With F5, each additional application required new policies, monitoring, and tuning, increasing operational overhead for the security team. There was no standardized onboarding, no automated baseline, just more manual effort. As the organization expanded its digital services, the security team’s operational load scaled linearly with it.
The F5 contract renewal was weeks away. Any replacement had to onboard 40+ production applications rapidly, replicate existing protections, and go live without service interruption. There was no buffer for extended timelines or failed cutovers.
Before committing a full migration, the team conducted a structured evaluation of platform capabilities against their security and operational requirements. AppTrana met the brief, and a proof of concept followed in 2024 to validate integration speed and protection accuracy across a subset of applications. Following sign-off, Indusface’s team worked alongside the customer’s engineering team to migrate all 42 production applications, analyzing traffic behavior, configuring security policies, and implementing DNS changes to route traffic through AppTrana. The entire migration completed before the F5 renewal date, with 100% availability maintained throughout.
Unlike F5, where managed services require a separate contract, AppTrana’s managed SOC is included across all plans. Indusface’s security team took over continuous alert monitoring, rule refinement, and guaranteeing zero false positives, enabling the customer to run all applications seamlessly without disrupting legitimate traffic. Internal security engineers were freed from day-to-day WAF operations.

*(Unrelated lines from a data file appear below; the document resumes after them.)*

mod generation_service;

pub use generation_service::{EbookDraft, EbookGenerationService};
//! TOML Configuration File Support
//!
//! Centralized configuration loading for the client core, supporting a TOML
//! configuration file at `~/.config/tracksync/client.toml`.
//!
//! # Configuration Priority
//!
//! Values are loaded with the following priority (highest first):
//! 1. Environment variables (`TRACKSYNC_BASE_URL`, `TRACKSYNC_WORKERS`,
//!    `TRACKSYNC_TIMEOUT_SECS`)
//! 2. TOML configuration file
//! 3. Default values
//!
//! # XDG Base Directory Compliance
//!
//! The configuration file follows the XDG Base Directory specification:
//! `$XDG_CONFIG_HOME/tracksync/client.toml` (typically
//! `~/.config/tracksync/client.toml`).
//!
//! # Example Configuration
//!
//! ```toml
//! base_url = "http://127.0.0.1:5000"
//! workers = 1
//! request_timeout_secs = 120
//! ```

use std::path::{Path, PathBuf};
use std::time::Duration;

use serde::{Deserialize, Serialize};
use thiserror::Error;

/// Base URL used when neither file nor environment provides one.
pub const DEFAULT_BASE_URL: &str = "http://127.0.0.1:5000";

const DEFAULT_WORKERS: usize = 1;
const DEFAULT_TIMEOUT_SECS: u64 = 120;

const ENV_BASE_URL: &str = "TRACKSYNC_BASE_URL";
const ENV_WORKERS: &str = "TRACKSYNC_WORKERS";
const ENV_TIMEOUT_SECS: &str = "TRACKSYNC_TIMEOUT_SECS";

// =============================================================================
// Error Types
// =============================================================================

/// Errors that can occur when loading configuration.
#[derive(Debug, Error)]
pub enum ConfigError {
    /// Failed to read the config file.
    #[error("Failed to read config file at {path}: {source}")]
    ReadError {
        /// The path that was attempted.
        path: PathBuf,
        /// The underlying IO error.
        source: std::io::Error,
    },

    /// Failed to parse TOML.
    #[error("Failed to parse TOML config: {0}")]
    ParseError(#[from] toml::de::Error),

    /// Invalid configuration value.
    #[error("Invalid configuration: {0}")]
    ValidationError(String),
}

// =============================================================================
// TOML Structure
// =============================================================================

/// On-disk configuration; every field optional so a partial file works.
#[derive(Clone, Debug, Default, Serialize, Deserialize)]
#[serde(default)]
pub struct ClientToml {
    /// Sync server base URL.
    pub base_url: Option<String>,

    /// Worker slots for the session's job queue.
    pub workers: Option<usize>,

    /// End-to-end deadline for one server call, in seconds.
    pub request_timeout_secs: Option<u64>,
}

// =============================================================================
// Resolved Configuration
// =============================================================================

/// Fully resolved client configuration.
#[derive(Clone, Debug, PartialEq, Eq)]
pub struct ClientConfig {
    /// Sync server base URL.
    pub base_url: String,

    /// Worker slots for the session's job queue; at least 1.
    pub workers: usize,

    /// End-to-end deadline for one server call.
    pub request_timeout: Duration,
}

impl Default for ClientConfig {
    fn default() -> Self {
        Self {
            base_url: DEFAULT_BASE_URL.to_string(),
            workers: DEFAULT_WORKERS,
            request_timeout: Duration::from_secs(DEFAULT_TIMEOUT_SECS),
        }
    }
}

// =============================================================================
// Loading
// =============================================================================

/// The XDG path of the configuration file, when a config directory exists.
#[must_use]
pub fn default_config_path() -> Option<PathBuf> {
    dirs::config_dir().map(|dir| dir.join("tracksync").join("client.toml"))
}

/// Load configuration from the default location, applying environment
/// overrides. A missing file is not an error; defaults apply.
///
/// # Errors
///
/// Returns [`ConfigError`] when the file exists but cannot be read or
/// parsed, or when a resolved value fails validation.
pub fn load_config() -> Result<ClientConfig, ConfigError> {
    let file = match default_config_path() {
        Some(path) if path.exists() => read_toml(&path)?,
        _ => ClientToml::default(),
    };
    resolve(file, &env_lookup)
}

/// Load configuration from an explicit path, applying environment overrides.
///
/// # Errors
///
/// Returns [`ConfigError`] when the file cannot be read or parsed, or when
/// a resolved value fails validation.
pub fn load_config_from_path(path: &Path) -> Result<ClientConfig, ConfigError> {
    let file = read_toml(path)?;
    resolve(file, &env_lookup)
}

fn read_toml(path: &Path) -> Result<ClientToml, ConfigError> {
    let text = std::fs::read_to_string(path).map_err(|source| ConfigError::ReadError {
        path: path.to_path_buf(),
        source,
    })?;
    Ok(toml::from_str(&text)?)
}

fn env_lookup(name: &str) -> Option<String> {
    std::env::var(name).ok()
}

/// Merge file values with environment overrides and validate the result.
///
/// Split out from the `std::env` wrappers so tests can inject an
/// environment instead of mutating process state.
fn resolve(
    file: ClientToml,
    env: &dyn Fn(&str) -> Option<String>,
) -> Result<ClientConfig, ConfigError> {
    let base_url = env(ENV_BASE_URL)
        .or(file.base_url)
        .unwrap_or_else(|| DEFAULT_BASE_URL.to_string());

    let workers = match env(ENV_WORKERS) {
        Some(raw) => raw.parse().map_err(|_| {
            ConfigError::ValidationError(format!("{ENV_WORKERS} is not a number: {raw:?}"))
        })?,
        None => file.workers.unwrap_or(DEFAULT_WORKERS),
    };

    let timeout_secs = match env(ENV_TIMEOUT_SECS) {
        Some(raw) => raw.parse().map_err(|_| {
            ConfigError::ValidationError(format!("{ENV_TIMEOUT_SECS} is not a number: {raw:?}"))
        })?,
        None => file.request_timeout_secs.unwrap_or(DEFAULT_TIMEOUT_SECS),
    };

    if base_url.trim().is_empty() {
        return Err(ConfigError::ValidationError(
            "base_url must not be empty".to_string(),
        ));
    }
    if workers == 0 {
        return Err(ConfigError::ValidationError(
            "workers must be at least 1".to_string(),
        ));
    }

    Ok(ClientConfig {
        base_url,
        workers,
        request_timeout: Duration::from_secs(timeout_secs),
    })
}

// =============================================================================
// Tests
// =============================================================================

In addition to the core security rules, AppTrana’s managed SOC added over 35 custom WAF security policies last year to block active exploit attempts against discovered vulnerabilities, providing immediate protection while development timelines ran their course. In total, 345 vulnerabilities were protected through virtual patching, with security policy patches deployed within 72 hours of discovery.
AppTrana’s automated API discovery identified approximately 450 API endpoints, including shadow and zombie APIs that previously had no security coverage. These were brought under active protection. API discovery capabilities in F5 are typically available through Advanced WAF. On AppTrana, it is standard across plans.
AppTrana’s behavioral detection continuously analyzed traffic patterns across all protected applications, automatically blocking malicious requests without manual rule intervention. Last year, the platform mitigated 34.1 million malicious requests, including 9.38 million DDoS requests and 10.67 million bot-driven attacks.
The cost savings reflect the reduction in internal engineering hours previously consumed by F5 policy tuning, false positive management, and custom rule authoring; work now handled by AppTrana’s managed SOC.
The organization now operates on a WAAP architecture built for scale, where new applications can be onboarded quickly, APIs are continuously discovered and monitored, and the security team is no longer the operational bottleneck.
The shift from F5 was not just a platform change. It was a move from a self-managed model that demanded constant internal effort to a fully managed model where protection is continuous, accurate, and operationally light. As the organization’s digital ecosystem grows, that foundation scales with it.
The customer is a publicly listed multinational enterprise operating across the chemicals and agricultural products industry, with a combined revenue exceeding $2 billion and operations spanning North America, Europe, Asia, and Africa.
Its application landscape spans corporate websites, customer portals, partner integrations, and backend APIs that power supply chain and operational systems across the different business units .
Prior to the AppTrana migration, the environment was protected by F5 WAF.